### What is needed
Set down the entries once more, exactly as they are written.

=== Section Start ===

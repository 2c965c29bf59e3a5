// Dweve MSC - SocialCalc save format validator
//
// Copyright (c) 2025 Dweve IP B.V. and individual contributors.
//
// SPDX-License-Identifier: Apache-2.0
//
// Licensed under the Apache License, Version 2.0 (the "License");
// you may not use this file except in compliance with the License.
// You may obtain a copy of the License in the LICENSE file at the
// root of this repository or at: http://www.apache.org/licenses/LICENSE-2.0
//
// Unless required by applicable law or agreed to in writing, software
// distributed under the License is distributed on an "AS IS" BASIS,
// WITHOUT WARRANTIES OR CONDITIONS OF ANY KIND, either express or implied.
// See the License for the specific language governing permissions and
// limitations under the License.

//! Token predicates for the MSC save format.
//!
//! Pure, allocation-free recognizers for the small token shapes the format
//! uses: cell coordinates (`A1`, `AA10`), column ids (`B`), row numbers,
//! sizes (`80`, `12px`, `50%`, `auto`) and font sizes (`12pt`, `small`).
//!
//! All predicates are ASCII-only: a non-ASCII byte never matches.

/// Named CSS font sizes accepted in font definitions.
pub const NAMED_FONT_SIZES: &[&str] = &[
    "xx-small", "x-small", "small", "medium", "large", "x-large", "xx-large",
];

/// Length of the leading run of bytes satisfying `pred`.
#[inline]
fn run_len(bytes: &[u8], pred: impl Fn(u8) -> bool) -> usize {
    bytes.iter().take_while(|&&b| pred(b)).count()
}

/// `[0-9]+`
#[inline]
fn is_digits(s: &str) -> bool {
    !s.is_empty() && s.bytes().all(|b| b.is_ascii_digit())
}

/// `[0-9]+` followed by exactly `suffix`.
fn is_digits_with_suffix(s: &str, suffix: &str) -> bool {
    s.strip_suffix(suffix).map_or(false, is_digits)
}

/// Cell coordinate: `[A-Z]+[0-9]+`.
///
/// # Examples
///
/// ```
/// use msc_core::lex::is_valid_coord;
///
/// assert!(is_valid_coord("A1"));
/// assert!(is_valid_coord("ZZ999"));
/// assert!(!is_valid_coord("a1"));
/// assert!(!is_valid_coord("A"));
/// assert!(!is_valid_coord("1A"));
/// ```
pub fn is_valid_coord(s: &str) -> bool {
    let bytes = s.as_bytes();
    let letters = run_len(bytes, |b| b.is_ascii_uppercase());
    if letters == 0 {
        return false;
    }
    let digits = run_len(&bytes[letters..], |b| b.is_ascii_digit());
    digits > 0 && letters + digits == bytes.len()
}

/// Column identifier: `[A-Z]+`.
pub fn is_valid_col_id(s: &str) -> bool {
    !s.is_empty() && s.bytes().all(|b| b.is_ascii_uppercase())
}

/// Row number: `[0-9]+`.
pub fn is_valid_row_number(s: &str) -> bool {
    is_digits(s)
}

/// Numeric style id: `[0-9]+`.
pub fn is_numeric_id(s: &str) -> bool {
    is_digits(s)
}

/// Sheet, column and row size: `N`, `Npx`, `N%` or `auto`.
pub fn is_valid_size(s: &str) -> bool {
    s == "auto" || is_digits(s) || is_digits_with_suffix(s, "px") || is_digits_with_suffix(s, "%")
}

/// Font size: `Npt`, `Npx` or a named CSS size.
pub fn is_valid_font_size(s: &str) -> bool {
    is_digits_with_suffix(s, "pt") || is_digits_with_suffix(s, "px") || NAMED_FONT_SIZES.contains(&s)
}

=== Section End ===

### Problem solution
repository 2c965c29bf59e3a5
// Dweve MSC - SocialCalc save format validator
//
// Copyright (c) 2025 Dweve IP B.V. and individual contributors.
//
// SPDX-License-Identifier: Apache-2.0
//
// Licensed under the Apache License, Version 2.0 (the "License");
// you may not use this file except in compliance with the License.
// You may obtain a copy of the License in the LICENSE file at the
// root of this repository or at: http://www.apache.org/licenses/LICENSE-2.0
//
// Unless required by applicable law or agreed to in writing, software
// distributed under the License is distributed on an "AS IS" BASIS,
// WITHOUT WARRANTIES OR CONDITIONS OF ANY KIND, either express or implied.
// See the License for the specific language governing permissions and
// limitations under the License.

//! Token predicates for the MSC save format.
//!
//! Pure, allocation-free recognizers for the small token shapes the format
//! uses: cell coordinates (`A1`, `AA10`), column ids (`B`), row numbers,
//! sizes (`80`, `12px`, `50%`, `auto`) and font sizes (`12pt`, `small`).
//!
//! All predicates are ASCII-only: a non-ASCII byte never matches.

/// Named CSS font sizes accepted in font definitions.
pub const NAMED_FONT_SIZES: &[&str] = &[
    "xx-small", "x-small", "small", "medium", "large", "x-large", "xx-large",
];

/// Length of the leading run of bytes satisfying `pred`.
#[inline]
fn run_len(bytes: &[u8], pred: impl Fn(u8) -> bool) -> usize {
    bytes.iter().take_while(|&&b| pred(b)).count()
}

/// `[0-9]+`
#[inline]
fn is_digits(s: &str) -> bool {
    !s.is_empty() && s.bytes().all(|b| b.is_ascii_digit())
}

/// `[0-9]+` followed by exactly `suffix`.
fn is_digits_with_suffix(s: &str, suffix: &str) -> bool {
    s.strip_suffix(suffix).map_or(false, is_digits)
}

/// Cell coordinate: `[A-Z]+[0-9]+`.
///
/// # Examples
///
/// ```
/// use msc_core::lex::is_valid_coord;
///
/// assert!(is_valid_coord("A1"));
/// assert!(is_valid_coord("ZZ999"));
/// assert!(!is_valid_coord("a1"));
/// assert!(!is_valid_coord("A"));
/// assert!(!is_valid_coord("1A"));
/// ```
pub fn is_valid_coord(s: &str) -> bool {
    let bytes = s.as_bytes();
    let letters = run_len(bytes, |b| b.is_ascii_uppercase());
    if letters == 0 {
        return false;
    }
    let digits = run_len(&bytes[letters..], |b| b.is_ascii_digit());
    digits > 0 && letters + digits == bytes.len()
}

/// Column identifier: `[A-Z]+`.
pub fn is_valid_col_id(s: &str) -> bool {
    !s.is_empty() && s.bytes().all(|b| b.is_ascii_uppercase())
}

/// Row number: `[0-9]+`.
pub fn is_valid_row_number(s: &str) -> bool {
    is_digits(s)
}

/// Numeric style id: `[0-9]+`.
pub fn is_numeric_id(s: &str) -> bool {
    is_digits(s)
}

/// Sheet, column and row size: `N`, `Npx`, `N%` or `auto`.
pub fn is_valid_size(s: &str) -> bool {
    s == "auto" || is_digits(s) || is_digits_with_suffix(s, "px") || is_digits_with_suffix(s, "%")
}

/// Font size: `Npt`, `Npx` or a named CSS size.
pub fn is_valid_font_size(s: &str) -> bool {
    is_digits_with_suffix(s, "pt") || is_digits_with_suffix(s, "px") || NAMED_FONT_SIZES.contains(&s)
}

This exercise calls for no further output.